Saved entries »
//! Error types for talus

use thiserror::Error;

/// The main error type for talus operations
#[derive(Debug, Error)]
pub enum TalusError {
    #[error("Failed to load asset {path}: {reason}")]
    AssetLoad { path: String, reason: String },

    #[error("Invalid asset format: {0}")]
    InvalidFormat(String),

    #[error("IO error: {0}")]
    IoError(#[from] std::io::Error),

    #[error("TOML parse error: {0}")]
    TomlParseError(String),

    #[error("Config error: {0}")]
    ConfigError(String),
}

impl TalusError {
    /// Build an `AssetLoad` error from a path and any displayable cause.
    pub fn asset_load(path: impl Into<String>, reason: impl std::fmt::Display) -> Self {
        TalusError::AssetLoad {
            path: path.into(),
            reason: reason.to_string(),
        }
    }
}

/// Result type alias for talus operations
pub type Result<T> = std::result::Result<T, TalusError>;

impl From<toml::de::Error> for TalusError {
    fn from(err: toml::de::Error) -> Self {
        TalusError::TomlParseError(err.to_string())
    }
}
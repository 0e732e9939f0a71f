//! Viewer application implementing winit ApplicationHandler
//!
//! Runs the frame loop with free-fly camera controls and the scan overlay.

use crate::clock::FrameClock;
use crate::config::ViewerConfig;
use crate::input::InputState;
use crate::scene::Scene;
use std::path::PathBuf;
use std::sync::Arc;
use talus_core::Vec3;
use talus_render::{Camera, RenderContext};
use talus_terrain::TerrainMesh;
use winit::application::ApplicationHandler;
use winit::dpi::PhysicalSize;
use winit::event::{DeviceEvent, ElementState, MouseButton, WindowEvent};
use winit::event_loop::ActiveEventLoop;
use winit::keyboard::{KeyCode, PhysicalKey};
use winit::window::{CursorGrabMode, Window, WindowId};

pub struct ViewerApp {
    // Scene inputs
    config: ViewerConfig,
    terrain: TerrainMesh,
    asset_root: PathBuf,

    // Systems
    clock: FrameClock,
    input: InputState,

    // Rendering
    window: Option<Arc<Window>>,
    render_context: Option<RenderContext>,
    scene: Option<Scene>,
    camera: Camera,

    // Window options
    pub fullscreen: bool,
    cursor_captured: bool,
}

impl ViewerApp {
    pub fn new(
        config: ViewerConfig,
        terrain: TerrainMesh,
        asset_root: PathBuf,
        fullscreen: bool,
    ) -> Self {
        let camera = Camera {
            position: Vec3::from_array(config.camera.position),
            yaw: config.camera.yaw,
            pitch: config.camera.pitch,
            fov: config.camera.fov,
            near: config.camera.near,
            far: config.camera.far,
            ..Camera::new()
        };

        Self {
            config,
            terrain,
            asset_root,
            clock: FrameClock::new(),
            input: InputState::new(),
            window: None,
            render_context: None,
            scene: None,
            camera,
            fullscreen,
            cursor_captured: false,
        }
    }

    fn initialize(&mut self, event_loop: &ActiveEventLoop) {
        let window_attrs = Window::default_attributes()
            .with_title(self.config.window.title.clone())
            .with_inner_size(PhysicalSize::new(
                self.config.window.width,
                self.config.window.height,
            ));

        let window = Arc::new(event_loop.create_window(window_attrs).unwrap());

        if self.fullscreen {
            window.set_fullscreen(Some(winit::window::Fullscreen::Borderless(None)));
        }

        self.window = Some(window.clone());

        let render_context = pollster::block_on(RenderContext::new(window.clone())).unwrap();

        self.camera.aspect = render_context.aspect_ratio();

        let scene = Scene::new(&render_context, &self.config, &self.terrain, &self.asset_root)
            .expect("Failed to create scene");

        self.render_context = Some(render_context);
        self.scene = Some(scene);

        // Capture cursor for free-fly look
        self.capture_cursor();
    }

    fn capture_cursor(&mut self) {
        if let Some(window) = &self.window {
            // Try confined first, then locked
            let _ = window
                .set_cursor_grab(CursorGrabMode::Confined)
                .or_else(|_| window.set_cursor_grab(CursorGrabMode::Locked));
            window.set_cursor_visible(false);
            self.cursor_captured = true;
        }
    }

    fn release_cursor(&mut self) {
        if let Some(window) = &self.window {
            let _ = window.set_cursor_grab(CursorGrabMode::None);
            window.set_cursor_visible(true);
            self.cursor_captured = false;
        }
    }

    fn tick(&mut self) {
        self.clock.tick();
        let delta = self.clock.delta_time as f32;

        if self.cursor_captured {
            let (dx, dy) = self.input.raw_mouse_delta();
            self.camera
                .rotate(dx as f32, dy as f32, self.config.camera.sensitivity);
        }

        // Free-fly movement along the view direction
        let mut direction = Vec3::ZERO;
        if self.input.is_key_down(KeyCode::KeyW) {
            direction = direction + self.camera.forward_vector();
        }
        if self.input.is_key_down(KeyCode::KeyS) {
            direction = direction - self.camera.forward_vector();
        }
        if self.input.is_key_down(KeyCode::KeyD) {
            direction = direction + self.camera.right_vector();
        }
        if self.input.is_key_down(KeyCode::KeyA) {
            direction = direction - self.camera.right_vector();
        }
        if direction.length() > 0.0 {
            self.camera.position = self.camera.position
                + direction.normalized() * (self.config.camera.speed * delta);
        }

        if let Some(scene) = &mut self.scene {
            scene.update(delta);
        }

        // Clear per-frame input state
        self.input.end_frame();
    }

    fn render(&mut self, event_loop: &ActiveEventLoop) {
        let Some(context) = &self.render_context else {
            return;
        };
        let Some(scene) = &self.scene else {
            return;
        };

        let output = match context.surface.get_current_texture() {
            Ok(output) => output,
            Err(wgpu::SurfaceError::Lost | wgpu::SurfaceError::Outdated) => {
                // Reconfigured by the Resized event that accompanies the loss
                return;
            }
            Err(wgpu::SurfaceError::OutOfMemory) => {
                eprintln!("Surface out of memory, exiting");
                event_loop.exit();
                return;
            }
            Err(e) => {
                eprintln!("Surface error: {:?}", e);
                return;
            }
        };

        let view = output
            .texture
            .create_view(&wgpu::TextureViewDescriptor::default());

        scene.render(context, &self.camera, self.clock.total_time as f32, &view);

        output.present();
    }
}

impl ApplicationHandler for ViewerApp {
    fn resumed(&mut self, event_loop: &ActiveEventLoop) {
        if self.window.is_none() {
            self.initialize(event_loop);
        }
    }

    fn window_event(
        &mut self,
        event_loop: &ActiveEventLoop,
        _window_id: WindowId,
        event: WindowEvent,
    ) {
        match event {
            WindowEvent::CloseRequested => {
                event_loop.exit();
            }

            WindowEvent::Resized(new_size) => {
                if let Some(context) = &mut self.render_context {
                    context.resize(new_size);
                    self.camera.aspect = context.aspect_ratio();
                    if let Some(scene) = &mut self.scene {
                        if let Err(e) =
                            scene.resize(&context.device, context.config.width, context.config.height)
                        {
                            eprintln!("Resize error: {:?}", e);
                        }
                    }
                }
            }

            WindowEvent::KeyboardInput { event, .. } => {
                if let PhysicalKey::Code(key_code) = event.physical_key {
                    match event.state {
                        ElementState::Pressed => {
                            // Handle escape to toggle cursor capture
                            if key_code == KeyCode::Escape {
                                if self.cursor_captured {
                                    self.release_cursor();
                                } else {
                                    event_loop.exit();
                                }
                                return;
                            }

                            match key_code {
                                KeyCode::F2 => {
                                    if let Some(scene) = &mut self.scene {
                                        scene.scan_enabled = !scene.scan_enabled;
                                    }
                                }
                                KeyCode::F11 => {
                                    if let Some(window) = &self.window {
                                        if window.fullscreen().is_some() {
                                            window.set_fullscreen(None);
                                        } else {
                                            window.set_fullscreen(Some(
                                                winit::window::Fullscreen::Borderless(None),
                                            ));
                                        }
                                    }
                                }
                                _ => {}
                            }

                            self.input.process_key_down(key_code);
                        }
                        ElementState::Released => {
                            self.input.process_key_up(key_code);
                        }
                    }
                }
            }

            WindowEvent::MouseInput { state, button, .. } => {
                if !self.cursor_captured
                    && state == ElementState::Pressed
                    && button == MouseButton::Left
                {
                    self.capture_cursor();
                }
            }

            WindowEvent::RedrawRequested => {
                self.tick();
                self.render(event_loop);
            }

            _ => {}
        }
    }

    fn device_event(
        &mut self,
        _event_loop: &ActiveEventLoop,
        _device_id: winit::event::DeviceId,
        event: DeviceEvent,
    ) {
        if !self.cursor_captured {
            return;
        }

        if let DeviceEvent::MouseMotion { delta } = event {
            self.input.process_mouse_raw_delta(delta.0, delta.1);
        }
    }

    fn about_to_wait(&mut self, _event_loop: &ActiveEventLoop) {
        if let Some(window) = &self.window {
            window.request_redraw();
        }
    }
}
//! wgpu render context setup

use std::sync::Arc;
use thiserror::Error;
use winit::window::Window;

#[derive(Debug, Error)]
pub enum RenderError {
    #[error("Failed to create surface: {0}")]
    SurfaceCreation(String),
    #[error("Failed to get adapter")]
    AdapterNotFound,
    #[error("Failed to create device: {0}")]
    DeviceCreation(String),
    #[error("Surface error: {0}")]
    SurfaceError(String),
    #[error("Invalid render target: {0}")]
    RenderTarget(String),
}

/// wgpu render context containing device, queue, and surface
pub struct RenderContext {
    pub surface: wgpu::Surface<'static>,
    pub device: wgpu::Device,
    pub queue: wgpu::Queue,
    pub config: wgpu::SurfaceConfiguration,
    pub size: winit::dpi::PhysicalSize<u32>,
}

impl RenderContext {
    /// Create a new render context for a window
    pub async fn new(window: Arc<Window>) -> Result<Self, RenderError> {
        let size = window.inner_size();

        let instance = wgpu::Instance::new(wgpu::InstanceDescriptor {
            backends: wgpu::Backends::all(),
            ..Default::default()
        });

        let surface = instance
            .create_surface(window.clone())
            .map_err(|e| RenderError::SurfaceCreation(e.to_string()))?;

        let adapter = instance
            .request_adapter(&wgpu::RequestAdapterOptions {
                power_preference: wgpu::PowerPreference::default(),
                compatible_surface: Some(&surface),
                force_fallback_adapter: false,
            })
            .await
            .ok_or(RenderError::AdapterNotFound)?;

        let (device, queue) = adapter
            .request_device(
                &wgpu::DeviceDescriptor {
                    label: Some("Talus Device"),
                    required_features: wgpu::Features::empty(),
                    required_limits: wgpu::Limits::default(),
                    memory_hints: Default::default(),
                },
                None,
            )
            .await
            .map_err(|e| RenderError::DeviceCreation(e.to_string()))?;

        let surface_caps = surface.get_capabilities(&adapter);
        let surface_format = surface_caps
            .formats
            .iter()
            .find(|f| f.is_srgb())
            .copied()
            .unwrap_or(surface_caps.formats[0]);

        let config = wgpu::SurfaceConfiguration {
            usage: wgpu::TextureUsages::RENDER_ATTACHMENT,
            format: surface_format,
            width: size.width.max(1),
            height: size.height.max(1),
            present_mode: wgpu::PresentMode::AutoVsync,
            alpha_mode: surface_caps.alpha_modes[0],
            view_formats: vec![],
            desired_maximum_frame_latency: 2,
        };
        surface.configure(&device, &config);

        Ok(Self {
            surface,
            device,
            queue,
            config,
            size,
        })
    }

    /// Resize the surface. Offscreen targets sized to the surface must be
    /// rebuilt by the caller afterwards.
    pub fn resize(&mut self, new_size: winit::dpi::PhysicalSize<u32>) {
        if new_size.width > 0 && new_size.height > 0 {
            self.size = new_size;
            self.config.width = new_size.width;
            self.config.height = new_size.height;
            self.surface.configure(&self.device, &self.config);
        }
    }

    /// Get aspect ratio
    pub fn aspect_ratio(&self) -> f32 {
        self.size.width as f32 / self.size.height as f32
    }
}
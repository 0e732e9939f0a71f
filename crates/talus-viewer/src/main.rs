//! Talus Viewer - Terrain scanner viewer binary
//!
//! Flies a free camera over a heightmap terrain with an expanding scan
//! pulse composited over the scene.
//!
//! Usage:
//!   talus-viewer [--config <path>] [--assets <dir>] [--no-scan] [--fullscreen]

use anyhow::{Context, Result};
use clap::Parser;
use std::path::{Path, PathBuf};
use talus_terrain::{build_mesh, Heightmap};
use talus_viewer::{ViewerApp, ViewerConfig};
use winit::event_loop::{ControlFlow, EventLoop};

#[derive(Parser)]
#[command(name = "talus-viewer")]
#[command(about = "Terrain scanner viewer - fly over a heightmap with a scan pulse overlay")]
struct Args {
    /// Path to config file (built-in scene when omitted)
    #[arg(long)]
    config: Option<String>,

    /// Directory containing heightmaps and textures
    #[arg(long, default_value = "assets")]
    assets: String,

    /// Start with the scan overlay disabled
    #[arg(long)]
    no_scan: bool,

    /// Launch in fullscreen mode
    #[arg(long)]
    fullscreen: bool,
}

fn main() -> Result<()> {
    let args = Args::parse();

    let mut config = match &args.config {
        Some(path) => ViewerConfig::load(Path::new(path))
            .with_context(|| format!("Failed to load config: {}", path))?,
        None => ViewerConfig::default(),
    };
    config.validate().context("Invalid config")?;

    if args.no_scan {
        config.scan.enabled = false;
    }

    let asset_root = PathBuf::from(&args.assets);
    let heightmap_path = asset_root.join(&config.terrain.heightmap);
    let heightmap = Heightmap::from_image(&heightmap_path)
        .with_context(|| format!("Failed to load heightmap: {}", heightmap_path.display()))?;

    let terrain = build_mesh(
        &heightmap,
        config.terrain.height_scale,
        config.terrain.horizontal_scale,
    );

    println!(
        "Loaded heightmap: {}x{} ({} vertices, {} triangles)",
        heightmap.width,
        heightmap.height,
        terrain.vertex_count(),
        terrain.triangle_count()
    );
    println!();
    println!("Controls:");
    println!("  WASD     - Move");
    println!("  Mouse    - Look");
    println!("  F2       - Toggle scan overlay");
    println!("  F11      - Toggle fullscreen");
    println!("  Escape   - Release cursor / Exit");

    // Create and run the event loop
    let event_loop = EventLoop::new()?;
    event_loop.set_control_flow(ControlFlow::Poll);

    let mut app = ViewerApp::new(config, terrain, asset_root, args.fullscreen);
    event_loop.run_app(&mut app)?;

    Ok(())
}
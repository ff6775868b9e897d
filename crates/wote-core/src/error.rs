//! Error types for wote

use thiserror::Error;

/// Main error type for wote operations
#[derive(Error, Debug)]
pub enum WoteError {
    /// Malformed private key or shared secret material
    #[error("Invalid key material: {0}")]
    InvalidKey(String),

    /// Malformed or unrecognized event payload
    #[error("Decode error: {0}")]
    Decode(String),

    /// Connectivity, subscription or publish failure from the transport
    #[error("Transport error: {0}")]
    Transport(String),

    /// Error during serialization/deserialization
    #[error("Serialization error: {0}")]
    Serialization(String),

    /// Database creation/opening error
    #[error("Database error: {0}")]
    Database(#[from] redb::DatabaseError),

    /// Transaction error
    #[error("Transaction error: {0}")]
    Transaction(#[from] redb::TransactionError),

    /// Table error
    #[error("Table error: {0}")]
    Table(#[from] redb::TableError),

    /// Storage operation error
    #[error("Storage operation error: {0}")]
    StorageOp(#[from] redb::StorageError),

    /// Commit error
    #[error("Commit error: {0}")]
    Commit(#[from] redb::CommitError),

    /// General I/O error
    #[error("IO error: {0}")]
    Io(#[from] std::io::Error),
}

/// Result type alias using WoteError
pub type WoteResult<T> = Result<T, WoteError>;
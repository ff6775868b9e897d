//! Derived topics and their wire naming
//!
//! A [`Topic`] is the 32-byte tail of the one-way derivation chain in
//! [`crate::identity`]. On the wire it is addressed by a namespaced string,
//! and on the gossip layer by a `TopicId` derived from that string with
//! BLAKE3 under a domain-separation prefix.

use std::fmt;

use iroh_gossip::proto::TopicId;
use sha2::{Digest, Sha256};

use crate::error::WoteResult;
use crate::identity::{decode_key, KEY_LEN};

/// Application namespace in topic names
pub const APP_NAME: &str = "wote-app";

/// Topic naming convention version
pub const APP_VERSION: u32 = 1;

/// Domain separation prefix for gossip topic ids.
const GOSSIP_TOPIC_PREFIX: &[u8] = b"wote-gossip-topic-v1:";

/// A derived 32-byte topic hash.
#[derive(Clone, Copy, PartialEq, Eq, Hash)]
pub struct Topic([u8; KEY_LEN]);

impl Topic {
    /// Wrap raw derived topic bytes.
    pub fn from_bytes(bytes: [u8; KEY_LEN]) -> Self {
        Self(bytes)
    }

    /// Parse a hex-encoded topic.
    pub fn from_hex(hex_topic: &str) -> WoteResult<Self> {
        Ok(Self(decode_key(hex_topic, "topic")?))
    }

    /// Derive the content topic from a hex-encoded shared secret.
    ///
    /// This is the participant path: it reaches the content topic without
    /// ever touching the private key, and cannot reach the admin topic.
    pub fn from_secret_hex(secret_hex: &str) -> WoteResult<Self> {
        let secret = decode_key(secret_hex, "secret")?;
        Ok(Self(Sha256::digest(secret).into()))
    }

    /// The raw topic bytes.
    pub fn as_bytes(&self) -> &[u8; KEY_LEN] {
        &self.0
    }

    /// Hex encoding of the topic bytes.
    pub fn to_hex(&self) -> String {
        hex::encode(self.0)
    }

    /// The namespaced topic name used on the wire: `/wote-app/1/<hex>`.
    pub fn name(&self) -> String {
        format!("/{}/{}/{}", APP_NAME, APP_VERSION, self.to_hex())
    }

    /// Derive the gossip `TopicId` for this topic.
    ///
    /// Hashes the namespaced topic name under a domain-separation prefix so
    /// gossip topic ids can never collide with other uses of the hash.
    pub fn gossip_id(&self) -> TopicId {
        let name = self.name();
        let mut input = Vec::with_capacity(GOSSIP_TOPIC_PREFIX.len() + name.len());
        input.extend_from_slice(GOSSIP_TOPIC_PREFIX);
        input.extend_from_slice(name.as_bytes());

        let hash = blake3::hash(&input);
        TopicId::from_bytes(*hash.as_bytes())
    }
}

impl fmt::Display for Topic {
    fn fmt(&self, f: &mut fmt::Formatter<'_>) -> fmt::Result {
        f.write_str(&self.to_hex())
    }
}

impl fmt::Debug for Topic {
    fn fmt(&self, f: &mut fmt::Formatter<'_>) -> fmt::Result {
        write!(f, "Topic({})", self.to_hex())
    }
}

#[cfg(test)]
mod tests {
    use super::*;
    use crate::identity::Identity;

    #[test]
    fn test_name_follows_wire_convention() {
        let topic = Topic::from_bytes([0xab; KEY_LEN]);
        let name = topic.name();
        assert!(name.starts_with("/wote-app/1/"));
        assert!(name.ends_with(&"ab".repeat(KEY_LEN)));
    }

    #[test]
    fn test_hex_roundtrip() {
        let topic = Topic::from_bytes([3u8; KEY_LEN]);
        let restored = Topic::from_hex(&topic.to_hex()).unwrap();
        assert_eq!(topic, restored);
    }

    #[test]
    fn test_from_hex_rejects_bad_input() {
        assert!(Topic::from_hex("xyz").is_err());
        assert!(Topic::from_hex("abcd").is_err());
    }

    #[test]
    fn test_from_secret_matches_identity_derivation() {
        let identity = Identity::generate();
        let topic = Topic::from_secret_hex(&identity.content_secret_hex()).unwrap();
        assert_eq!(&topic, identity.content_topic());
    }

    #[test]
    fn test_gossip_id_deterministic_and_distinct() {
        let a = Topic::from_bytes([1u8; KEY_LEN]);
        let b = Topic::from_bytes([2u8; KEY_LEN]);

        assert_eq!(a.gossip_id(), a.gossip_id());
        assert_ne!(a.gossip_id(), b.gossip_id());
    }

    #[test]
    fn test_gossip_id_is_not_the_topic_bytes() {
        // The gossip id is a separate derivation, not the raw topic hash
        let topic = Topic::from_bytes([9u8; KEY_LEN]);
        assert_ne!(topic.gossip_id().as_bytes(), topic.as_bytes());
    }
}
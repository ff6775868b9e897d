//! In-process transport with retained history
//!
//! A broker that keeps the full message log per topic and fans live
//! publishes out to subscribers. Cloning shares the broker, so several
//! sessions in one process see the same topics. This is the primary
//! harness for integration tests and works for single-process demos.

use std::collections::HashMap;
use std::sync::Arc;

use async_trait::async_trait;
use tokio::sync::{mpsc, Mutex};
use tokio_util::sync::CancellationToken;
use tracing::trace;

use crate::error::WoteResult;
use crate::topic::Topic;
use crate::transport::{
    History, RawMessage, Subscription, Transport, HISTORY_PAGE_SIZE,
};

struct Subscriber {
    tx: mpsc::Sender<RawMessage>,
    token: CancellationToken,
}

#[derive(Default)]
struct TopicState {
    history: Vec<RawMessage>,
    subscribers: Vec<Subscriber>,
}

/// Shared in-memory broker implementing [`Transport`].
#[derive(Clone, Default)]
pub struct MemoryTransport {
    topics: Arc<Mutex<HashMap<Topic, TopicState>>>,
}

impl MemoryTransport {
    /// Create an empty broker.
    pub fn new() -> Self {
        Self::default()
    }
}

#[async_trait]
impl Transport for MemoryTransport {
    async fn query_history(&self, topic: &Topic) -> WoteResult<History> {
        let topics = self.topics.lock().await;
        let messages = topics
            .get(topic)
            .map(|state| state.history.clone())
            .unwrap_or_default();
        Ok(History::from_messages(messages, HISTORY_PAGE_SIZE))
    }

    async fn subscribe(
        &self,
        topic: &Topic,
        tx: mpsc::Sender<RawMessage>,
    ) -> WoteResult<Subscription> {
        let token = CancellationToken::new();
        let mut topics = self.topics.lock().await;
        topics.entry(*topic).or_default().subscribers.push(Subscriber {
            tx,
            token: token.clone(),
        });
        Ok(Subscription::new(token))
    }

    async fn publish(&self, topic: &Topic, payload: RawMessage) -> WoteResult<()> {
        let mut topics = self.topics.lock().await;
        let state = topics.entry(*topic).or_default();

        state.history.push(payload.clone());
        trace!(topic = %topic, len = payload.len(), "Published to in-memory topic");

        // Drop detached or dead subscribers, deliver to the rest
        state.subscribers.retain(|s| !s.token.is_cancelled());
        for subscriber in &state.subscribers {
            let _ = subscriber.tx.send(payload.clone()).await;
        }
        state.subscribers.retain(|s| !s.tx.is_closed());

        Ok(())
    }
}

#[cfg(test)]
mod tests {
    use super::*;
    use crate::identity::KEY_LEN;

    fn topic(byte: u8) -> Topic {
        Topic::from_bytes([byte; KEY_LEN])
    }

    #[tokio::test]
    async fn test_history_accumulates_in_order() {
        let transport = MemoryTransport::new();
        let t = topic(1);

        transport.publish(&t, b"one".to_vec()).await.unwrap();
        transport.publish(&t, b"two".to_vec()).await.unwrap();

        let mut history = transport.query_history(&t).await.unwrap();
        let page = history.next_page().await.unwrap();
        assert_eq!(page.messages, vec![b"one".to_vec(), b"two".to_vec()]);
        assert!(history.next_page().await.is_none());
    }

    #[tokio::test]
    async fn test_history_is_paginated() {
        let transport = MemoryTransport::new();
        let t = topic(1);

        for i in 0..(HISTORY_PAGE_SIZE + 3) {
            transport.publish(&t, vec![i as u8]).await.unwrap();
        }

        let mut history = transport.query_history(&t).await.unwrap();
        let first = history.next_page().await.unwrap();
        assert_eq!(first.messages.len(), HISTORY_PAGE_SIZE);
        let second = history.next_page().await.unwrap();
        assert_eq!(second.messages.len(), 3);
        assert!(history.next_page().await.is_none());
    }

    #[tokio::test]
    async fn test_topics_are_isolated() {
        let transport = MemoryTransport::new();
        transport.publish(&topic(1), b"a".to_vec()).await.unwrap();

        let mut history = transport.query_history(&topic(2)).await.unwrap();
        assert!(history.next_page().await.is_none());
    }

    #[tokio::test]
    async fn test_subscriber_receives_publishes() {
        let transport = MemoryTransport::new();
        let t = topic(1);

        let (tx, mut rx) = mpsc::channel(8);
        let _subscription = transport.subscribe(&t, tx).await.unwrap();

        transport.publish(&t, b"live".to_vec()).await.unwrap();
        assert_eq!(rx.recv().await.unwrap(), b"live".to_vec());
    }

    #[tokio::test]
    async fn test_unsubscribed_receiver_gets_nothing() {
        let transport = MemoryTransport::new();
        let t = topic(1);

        let (tx, mut rx) = mpsc::channel(8);
        let subscription = transport.subscribe(&t, tx).await.unwrap();
        subscription.unsubscribe();

        transport.publish(&t, b"late".to_vec()).await.unwrap();
        // The subscriber was pruned before delivery; channel closes instead
        assert!(rx.recv().await.is_none());
    }

    #[tokio::test]
    async fn test_clones_share_the_broker() {
        let transport = MemoryTransport::new();
        let other = transport.clone();
        let t = topic(1);

        transport.publish(&t, b"shared".to_vec()).await.unwrap();

        let mut history = other.query_history(&t).await.unwrap();
        let page = history.next_page().await.unwrap();
        assert_eq!(page.messages, vec![b"shared".to_vec()]);
    }
}
//! The transport contract and its shipped implementations
//!
//! The core treats the messaging layer as a black box with a narrow
//! surface: fetch the durable history of a topic, subscribe to live
//! traffic, and publish raw bytes. Message bodies are opaque here; the
//! codec and reducer live above this seam.
//!
//! ## Handoff contract
//!
//! A session folds the full history before attaching its live
//! subscription. Implementations must sequence the two so that no message
//! is lost or delivered twice across the boundary: everything durable at
//! `query_history` time appears in the history (and only there), and
//! everything arriving afterwards reaches subscriptions attached
//! afterwards. The core performs no deduplication.

use async_trait::async_trait;
use tokio::sync::mpsc;
use tokio_util::sync::CancellationToken;

use crate::error::WoteResult;
use crate::topic::Topic;

mod gossip;
mod memory;

pub use gossip::{GossipConfig, GossipTransport};
pub use memory::MemoryTransport;

/// A raw wire payload, opaque to the transport.
pub type RawMessage = Vec<u8>;

/// Number of messages per history page.
pub(crate) const HISTORY_PAGE_SIZE: usize = 16;

/// One page of historical messages, oldest first.
#[derive(Debug, Default)]
pub struct HistoryPage {
    /// Raw payloads in store retrieval order
    pub messages: Vec<RawMessage>,
}

/// A finite, paginated sequence of historical messages for one topic.
///
/// Pages are awaited in order; the store's retrieval order is the only
/// ordering guarantee. The sequence ends when [`History::next_page`]
/// returns `None`. Restarting requires reissuing the query.
pub struct History {
    rx: mpsc::Receiver<HistoryPage>,
}

impl History {
    /// Build a history from a channel of pages.
    pub fn new(rx: mpsc::Receiver<HistoryPage>) -> Self {
        Self { rx }
    }

    /// Build a history over an already-materialized message log.
    pub fn from_messages(messages: Vec<RawMessage>, page_size: usize) -> Self {
        let pages: Vec<HistoryPage> = messages
            .chunks(page_size.max(1))
            .map(|chunk| HistoryPage {
                messages: chunk.to_vec(),
            })
            .collect();

        let (tx, rx) = mpsc::channel(pages.len().max(1));
        for page in pages {
            // Capacity covers every page, so this cannot fail
            let _ = tx.try_send(page);
        }
        Self { rx }
    }

    /// Await the next page, or `None` once the history is exhausted.
    pub async fn next_page(&mut self) -> Option<HistoryPage> {
        self.rx.recv().await
    }
}

/// Handle detaching a live subscription.
///
/// `unsubscribe` is idempotent; messages already queued for delivery when
/// it is called may still be processed by the consumer.
#[derive(Debug)]
pub struct Subscription {
    token: CancellationToken,
}

impl Subscription {
    pub(crate) fn new(token: CancellationToken) -> Self {
        Self { token }
    }

    /// Detach the subscription. Safe to call more than once.
    pub fn unsubscribe(&self) {
        self.token.cancel();
    }

    /// Whether the subscription is still attached.
    pub fn is_active(&self) -> bool {
        !self.token.is_cancelled()
    }
}

/// The external messaging collaborator.
///
/// Implementations own connectivity, retry policy, and durability; the
/// core only sequences calls and folds payloads.
#[async_trait]
pub trait Transport: Send + Sync + 'static {
    /// Fetch the durable message log for a topic, oldest first.
    async fn query_history(&self, topic: &Topic) -> WoteResult<History>;

    /// Register a live subscription. Each new raw message is pushed into
    /// `tx` until the returned [`Subscription`] is cancelled.
    async fn subscribe(
        &self,
        topic: &Topic,
        tx: mpsc::Sender<RawMessage>,
    ) -> WoteResult<Subscription>;

    /// Best-effort publish of a raw payload to a topic.
    async fn publish(&self, topic: &Topic, payload: RawMessage) -> WoteResult<()>;
}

REQUIRED WORK » Search the entries for the word "position", then copy every line in which it is found.

ANSWER SECTION »
            position: Vec3::from_array(config.camera.position),
            self.camera.position = self.camera.position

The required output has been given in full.